▶ DIRECTIONS: When you reach the records below, repeat each one exactly as written.

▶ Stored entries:
============================================================

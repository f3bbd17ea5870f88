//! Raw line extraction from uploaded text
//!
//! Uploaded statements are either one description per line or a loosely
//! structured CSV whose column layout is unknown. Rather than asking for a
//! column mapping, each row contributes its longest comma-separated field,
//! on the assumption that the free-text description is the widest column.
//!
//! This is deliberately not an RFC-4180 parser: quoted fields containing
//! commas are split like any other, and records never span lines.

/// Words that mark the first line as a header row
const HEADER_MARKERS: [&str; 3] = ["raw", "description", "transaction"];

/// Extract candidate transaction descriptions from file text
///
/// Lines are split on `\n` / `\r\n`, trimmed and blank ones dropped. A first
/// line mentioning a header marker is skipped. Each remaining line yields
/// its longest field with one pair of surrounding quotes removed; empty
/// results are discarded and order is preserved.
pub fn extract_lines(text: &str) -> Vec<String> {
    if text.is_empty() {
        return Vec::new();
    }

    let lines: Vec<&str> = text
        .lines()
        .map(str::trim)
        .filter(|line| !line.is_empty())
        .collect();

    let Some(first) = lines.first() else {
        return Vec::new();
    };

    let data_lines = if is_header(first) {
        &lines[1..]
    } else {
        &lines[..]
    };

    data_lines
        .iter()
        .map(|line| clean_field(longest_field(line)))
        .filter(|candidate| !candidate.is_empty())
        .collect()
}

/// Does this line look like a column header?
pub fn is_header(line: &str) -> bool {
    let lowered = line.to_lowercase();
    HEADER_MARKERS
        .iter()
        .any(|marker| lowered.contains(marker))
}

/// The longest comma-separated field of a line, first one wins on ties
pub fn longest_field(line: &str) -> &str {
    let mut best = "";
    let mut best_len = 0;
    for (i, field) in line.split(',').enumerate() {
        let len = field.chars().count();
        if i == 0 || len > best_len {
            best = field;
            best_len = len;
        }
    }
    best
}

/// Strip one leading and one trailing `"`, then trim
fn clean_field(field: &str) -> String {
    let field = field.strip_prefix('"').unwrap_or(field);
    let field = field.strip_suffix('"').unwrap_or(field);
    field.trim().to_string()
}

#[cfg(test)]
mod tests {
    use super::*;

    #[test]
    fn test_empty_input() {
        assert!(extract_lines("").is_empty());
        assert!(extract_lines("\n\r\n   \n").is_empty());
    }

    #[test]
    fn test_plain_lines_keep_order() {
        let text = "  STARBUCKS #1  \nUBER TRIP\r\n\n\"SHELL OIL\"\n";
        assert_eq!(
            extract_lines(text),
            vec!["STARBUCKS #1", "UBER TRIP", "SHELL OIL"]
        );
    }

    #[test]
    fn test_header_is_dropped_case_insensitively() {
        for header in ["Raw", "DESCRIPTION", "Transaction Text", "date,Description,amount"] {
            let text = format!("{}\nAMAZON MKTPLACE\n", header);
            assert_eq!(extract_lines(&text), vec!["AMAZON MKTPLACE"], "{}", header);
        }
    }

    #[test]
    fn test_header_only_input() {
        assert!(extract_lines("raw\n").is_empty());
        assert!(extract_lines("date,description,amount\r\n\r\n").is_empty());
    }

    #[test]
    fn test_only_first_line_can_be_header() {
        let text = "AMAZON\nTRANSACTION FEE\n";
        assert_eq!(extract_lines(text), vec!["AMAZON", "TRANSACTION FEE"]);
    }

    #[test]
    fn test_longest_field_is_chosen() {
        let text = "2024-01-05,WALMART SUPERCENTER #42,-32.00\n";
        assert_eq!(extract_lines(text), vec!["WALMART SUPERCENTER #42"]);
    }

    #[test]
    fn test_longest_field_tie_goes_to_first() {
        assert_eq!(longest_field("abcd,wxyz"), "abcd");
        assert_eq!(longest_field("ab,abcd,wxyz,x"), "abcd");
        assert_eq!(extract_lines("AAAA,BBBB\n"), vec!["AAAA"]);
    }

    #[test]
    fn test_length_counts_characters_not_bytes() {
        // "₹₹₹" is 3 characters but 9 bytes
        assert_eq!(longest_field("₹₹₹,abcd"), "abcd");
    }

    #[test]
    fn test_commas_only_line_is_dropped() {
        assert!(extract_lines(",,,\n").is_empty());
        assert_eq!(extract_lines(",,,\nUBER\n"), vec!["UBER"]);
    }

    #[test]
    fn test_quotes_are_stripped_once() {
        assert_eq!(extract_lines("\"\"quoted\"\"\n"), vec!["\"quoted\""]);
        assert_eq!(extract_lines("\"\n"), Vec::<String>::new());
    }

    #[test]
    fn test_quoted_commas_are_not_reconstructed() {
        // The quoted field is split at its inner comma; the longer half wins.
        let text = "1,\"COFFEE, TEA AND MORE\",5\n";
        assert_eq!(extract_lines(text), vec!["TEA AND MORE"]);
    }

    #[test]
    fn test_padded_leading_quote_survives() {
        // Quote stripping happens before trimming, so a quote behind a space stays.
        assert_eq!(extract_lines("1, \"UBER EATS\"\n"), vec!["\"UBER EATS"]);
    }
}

============================================================

▶ OUTPUT FOR THIS TASK:
repository f3bbd17ea5870f88
//! Raw line extraction from uploaded text
//!
//! Uploaded statements are either one description per line or a loosely
//! structured CSV whose column layout is unknown. Rather than asking for a
//! column mapping, each row contributes its longest comma-separated field,
//! on the assumption that the free-text description is the widest column.
//!
//! This is deliberately not an RFC-4180 parser: quoted fields containing
//! commas are split like any other, and records never span lines.

/// Words that mark the first line as a header row
const HEADER_MARKERS: [&str; 3] = ["raw", "description", "transaction"];

/// Extract candidate transaction descriptions from file text
///
/// Lines are split on `\n` / `\r\n`, trimmed and blank ones dropped. A first
/// line mentioning a header marker is skipped. Each remaining line yields
/// its longest field with one pair of surrounding quotes removed; empty
/// results are discarded and order is preserved.
pub fn extract_lines(text: &str) -> Vec<String> {
    if text.is_empty() {
        return Vec::new();
    }

    let lines: Vec<&str> = text
        .lines()
        .map(str::trim)
        .filter(|line| !line.is_empty())
        .collect();

    let Some(first) = lines.first() else {
        return Vec::new();
    };

    let data_lines = if is_header(first) {
        &lines[1..]
    } else {
        &lines[..]
    };

    data_lines
        .iter()
        .map(|line| clean_field(longest_field(line)))
        .filter(|candidate| !candidate.is_empty())
        .collect()
}

/// Does this line look like a column header?
pub fn is_header(line: &str) -> bool {
    let lowered = line.to_lowercase();
    HEADER_MARKERS
        .iter()
        .any(|marker| lowered.contains(marker))
}

/// The longest comma-separated field of a line, first one wins on ties
pub fn longest_field(line: &str) -> &str {
    let mut best = "";
    let mut best_len = 0;
    for (i, field) in line.split(',').enumerate() {
        let len = field.chars().count();
        if i == 0 || len > best_len {
            best = field;
            best_len = len;
        }
    }
    best
}

/// Strip one leading and one trailing `"`, then trim
fn clean_field(field: &str) -> String {
    let field = field.strip_prefix('"').unwrap_or(field);
    let field = field.strip_suffix('"').unwrap_or(field);
    field.trim().to_string()
}

#[cfg(test)]
mod tests {
    use super::*;

    #[test]
    fn test_empty_input() {
        assert!(extract_lines("").is_empty());
        assert!(extract_lines("\n\r\n   \n").is_empty());
    }

    #[test]
    fn test_plain_lines_keep_order() {
        let text = "  STARBUCKS #1  \nUBER TRIP\r\n\n\"SHELL OIL\"\n";
        assert_eq!(
            extract_lines(text),
            vec!["STARBUCKS #1", "UBER TRIP", "SHELL OIL"]
        );
    }

    #[test]
    fn test_header_is_dropped_case_insensitively() {
        for header in ["Raw", "DESCRIPTION", "Transaction Text", "date,Description,amount"] {
            let text = format!("{}\nAMAZON MKTPLACE\n", header);
            assert_eq!(extract_lines(&text), vec!["AMAZON MKTPLACE"], "{}", header);
        }
    }

    #[test]
    fn test_header_only_input() {
        assert!(extract_lines("raw\n").is_empty());
        assert!(extract_lines("date,description,amount\r\n\r\n").is_empty());
    }

    #[test]
    fn test_only_first_line_can_be_header() {
        let text = "AMAZON\nTRANSACTION FEE\n";
        assert_eq!(extract_lines(text), vec!["AMAZON", "TRANSACTION FEE"]);
    }

    #[test]
    fn test_longest_field_is_chosen() {
        let text = "2024-01-05,WALMART SUPERCENTER #42,-32.00\n";
        assert_eq!(extract_lines(text), vec!["WALMART SUPERCENTER #42"]);
    }

    #[test]
    fn test_longest_field_tie_goes_to_first() {
        assert_eq!(longest_field("abcd,wxyz"), "abcd");
        assert_eq!(longest_field("ab,abcd,wxyz,x"), "abcd");
        assert_eq!(extract_lines("AAAA,BBBB\n"), vec!["AAAA"]);
    }

    #[test]
    fn test_length_counts_characters_not_bytes() {
        // "₹₹₹" is 3 characters but 9 bytes
        assert_eq!(longest_field("₹₹₹,abcd"), "abcd");
    }

    #[test]
    fn test_commas_only_line_is_dropped() {
        assert!(extract_lines(",,,\n").is_empty());
        assert_eq!(extract_lines(",,,\nUBER\n"), vec!["UBER"]);
    }

    #[test]
    fn test_quotes_are_stripped_once() {
        assert_eq!(extract_lines("\"\"quoted\"\"\n"), vec!["\"quoted\""]);
        assert_eq!(extract_lines("\"\n"), Vec::<String>::new());
    }

    #[test]
    fn test_quoted_commas_are_not_reconstructed() {
        // The quoted field is split at its inner comma; the longer half wins.
        let text = "1,\"COFFEE, TEA AND MORE\",5\n";
        assert_eq!(extract_lines(text), vec!["TEA AND MORE"]);
    }

    #[test]
    fn test_padded_leading_quote_survives() {
        // Quote stripping happens before trimming, so a quote behind a space stays.
        assert_eq!(extract_lines("1, \"UBER EATS\"\n"), vec!["\"UBER EATS"]);
    }
}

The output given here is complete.